** INPUT DATA follows **

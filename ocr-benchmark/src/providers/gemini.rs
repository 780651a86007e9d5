//! Google Gemini adapter using the generateContent REST API

use std::time::Instant;

use async_trait::async_trait;
use base64::engine::general_purpose::STANDARD as BASE64;
use base64::Engine;
use reqwest::Client;
use serde::Deserialize;
use serde_json::{json, Value};

use super::prompts::{
    IMAGE_EXTRACTION_SYSTEM_PROMPT, JSON_EXTRACTION_SYSTEM_PROMPT, OCR_SYSTEM_PROMPT,
};
use super::token_cost::build_usage;
use super::traits::{ModelProvider, ProviderError, ProviderResult};
use super::{extract_json_from_text, mime_type_for};
use crate::dataset::ExtractionResult;

const DEFAULT_BASE_URL: &str = "https://generativelanguage.googleapis.com/v1beta";
const MAX_OUTPUT_TOKENS: u32 = 65_535;

/// Client for the Gemini model family
pub struct GeminiProvider {
    model: String,
    api_key: String,
    base_url: String,
    http_client: Client,
}

impl GeminiProvider {
    pub fn new(model: impl Into<String>, api_key: impl Into<String>) -> Self {
        Self {
            model: model.into(),
            api_key: api_key.into(),
            base_url: DEFAULT_BASE_URL.to_string(),
            http_client: Client::new(),
        }
    }

    /// Create from the `GOOGLE_AI_API_KEY` environment variable
    pub fn from_env(model: &str) -> ProviderResult<Self> {
        let api_key = std::env::var("GOOGLE_AI_API_KEY")
            .map_err(|_| ProviderError::Config("GOOGLE_AI_API_KEY not set".to_string()))?;
        Ok(Self::new(model, api_key))
    }

    /// Set custom base URL
    pub fn with_base_url(mut self, url: impl Into<String>) -> Self {
        self.base_url = url.into();
        self
    }

    async fn generate(
        &self,
        system_prompt: &str,
        parts: Vec<Value>,
        json_output: bool,
    ) -> ProviderResult<GenerateResponse> {
        let mut generation_config = json!({"maxOutputTokens": MAX_OUTPUT_TOKENS});
        if json_output {
            generation_config["responseMimeType"] = json!("application/json");
        }

        let body = json!({
            "systemInstruction": {"parts": [{"text": system_prompt}]},
            "contents": [{"role": "user", "parts": parts}],
            "generationConfig": generation_config,
        });

        let response = self
            .http_client
            .post(format!(
                "{}/models/{}:generateContent",
                self.base_url, self.model
            ))
            .header("x-goog-api-key", &self.api_key)
            .json(&body)
            .send()
            .await?;

        let status = response.status();
        if !status.is_success() {
            let body = response.text().await.unwrap_or_default();
            return Err(ProviderError::Api {
                status: status.as_u16(),
                message: body,
            });
        }

        Ok(response.json().await?)
    }

    /// Image bytes are always inlined; the API does not fetch URLs itself.
    async fn image_part(&self, image_url: &str) -> ProviderResult<Value> {
        let bytes = if image_url.starts_with("http://") || image_url.starts_with("https://") {
            self.http_client
                .get(image_url)
                .send()
                .await?
                .error_for_status()?
                .bytes()
                .await?
                .to_vec()
        } else {
            std::fs::read(image_url).map_err(|e| {
                ProviderError::Config(format!("failed to read image {}: {}", image_url, e))
            })?
        };

        Ok(json!({
            "inlineData": {
                "mimeType": mime_type_for(image_url),
                "data": BASE64.encode(bytes),
            },
        }))
    }
}

#[derive(Deserialize)]
#[serde(rename_all = "camelCase")]
struct GenerateResponse {
    #[serde(default)]
    candidates: Vec<Candidate>,
    usage_metadata: Option<UsageMetadata>,
}

impl GenerateResponse {
    fn text(&self) -> ProviderResult<String> {
        let candidate = self
            .candidates
            .first()
            .ok_or_else(|| ProviderError::Parse("no candidates in response".to_string()))?;
        let text: String = candidate
            .content
            .parts
            .iter()
            .filter_map(|part| part.text.as_deref())
            .collect();
        Ok(text)
    }

    fn token_counts(&self) -> (u64, u64) {
        match &self.usage_metadata {
            Some(meta) => (meta.prompt_token_count, meta.candidates_token_count),
            None => (0, 0),
        }
    }
}

#[derive(Deserialize)]
struct Candidate {
    #[serde(default)]
    content: CandidateContent,
}

#[derive(Deserialize, Default)]
struct CandidateContent {
    #[serde(default)]
    parts: Vec<ContentPart>,
}

#[derive(Deserialize)]
struct ContentPart {
    #[serde(default)]
    text: Option<String>,
}

#[derive(Deserialize)]
#[serde(rename_all = "camelCase")]
struct UsageMetadata {
    #[serde(default)]
    prompt_token_count: u64,
    #[serde(default)]
    candidates_token_count: u64,
}

#[async_trait]
impl ModelProvider for GeminiProvider {
    fn model(&self) -> &str {
        &self.model
    }

    async fn ocr(&self, image_url: &str) -> ProviderResult<ExtractionResult> {
        let start = Instant::now();

        let image = self.image_part(image_url).await?;
        let response = self.generate(OCR_SYSTEM_PROMPT, vec![image], false).await?;
        let text = response.text()?;

        let (input_tokens, output_tokens) = response.token_counts();
        let usage = build_usage(
            &self.model,
            start.elapsed().as_secs_f64(),
            input_tokens,
            output_tokens,
        );

        Ok(ExtractionResult {
            json: None,
            text: Some(text),
            usage,
        })
    }

    async fn extract_from_text(
        &self,
        text: &str,
        schema: &Value,
    ) -> ProviderResult<ExtractionResult> {
        let start = Instant::now();

        let prompt = format!(
            "Schema:\n{}\n\nDocument:\n{}",
            serde_json::to_string_pretty(schema).unwrap_or_default(),
            text
        );
        let response = self
            .generate(JSON_EXTRACTION_SYSTEM_PROMPT, vec![json!({"text": prompt})], true)
            .await?;
        let value = extract_json_from_text(&response.text()?)?;

        let (input_tokens, output_tokens) = response.token_counts();
        let usage = build_usage(
            &self.model,
            start.elapsed().as_secs_f64(),
            input_tokens,
            output_tokens,
        );

        Ok(ExtractionResult {
            json: Some(value),
            text: None,
            usage,
        })
    }

    async fn extract_from_image(
        &self,
        image_url: &str,
        schema: &Value,
    ) -> ProviderResult<ExtractionResult> {
        let start = Instant::now();

        let image = self.image_part(image_url).await?;
        let schema_part = json!({
            "text": format!(
                "Schema:\n{}",
                serde_json::to_string_pretty(schema).unwrap_or_default()
            ),
        });
        let response = self
            .generate(
                IMAGE_EXTRACTION_SYSTEM_PROMPT,
                vec![schema_part, image],
                true,
            )
            .await?;
        let value = extract_json_from_text(&response.text()?)?;

        let (input_tokens, output_tokens) = response.token_counts();
        let usage = build_usage(
            &self.model,
            start.elapsed().as_secs_f64(),
            input_tokens,
            output_tokens,
        );

        Ok(ExtractionResult {
            json: Some(value),
            text: None,
            usage,
        })
    }
}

** End of INPUT DATA **

• EXERCISE DESCRIPTION:
Emit, unaltered, the lines from the top of the listing down through the line that holds "pub fn from_env(model: &str)"; emit nothing else.

• WRITTEN RESPONSE:
filename ocr-benchmark/src/providers/gemini.rs
repository 780651a86007e9d5
//! Google Gemini adapter using the generateContent REST API

use std::time::Instant;

use async_trait::async_trait;
use base64::engine::general_purpose::STANDARD as BASE64;
use base64::Engine;
use reqwest::Client;
use serde::Deserialize;
use serde_json::{json, Value};

use super::prompts::{
    IMAGE_EXTRACTION_SYSTEM_PROMPT, JSON_EXTRACTION_SYSTEM_PROMPT, OCR_SYSTEM_PROMPT,
};
use super::token_cost::build_usage;
use super::traits::{ModelProvider, ProviderError, ProviderResult};
use super::{extract_json_from_text, mime_type_for};
use crate::dataset::ExtractionResult;

const DEFAULT_BASE_URL: &str = "https://generativelanguage.googleapis.com/v1beta";
const MAX_OUTPUT_TOKENS: u32 = 65_535;

/// Client for the Gemini model family
pub struct GeminiProvider {
    model: String,
    api_key: String,
    base_url: String,
    http_client: Client,
}

impl GeminiProvider {
    pub fn new(model: impl Into<String>, api_key: impl Into<String>) -> Self {
        Self {
            model: model.into(),
            api_key: api_key.into(),
            base_url: DEFAULT_BASE_URL.to_string(),
            http_client: Client::new(),
        }
    }

    /// Create from the `GOOGLE_AI_API_KEY` environment variable
    pub fn from_env(model: &str) -> ProviderResult<Self> {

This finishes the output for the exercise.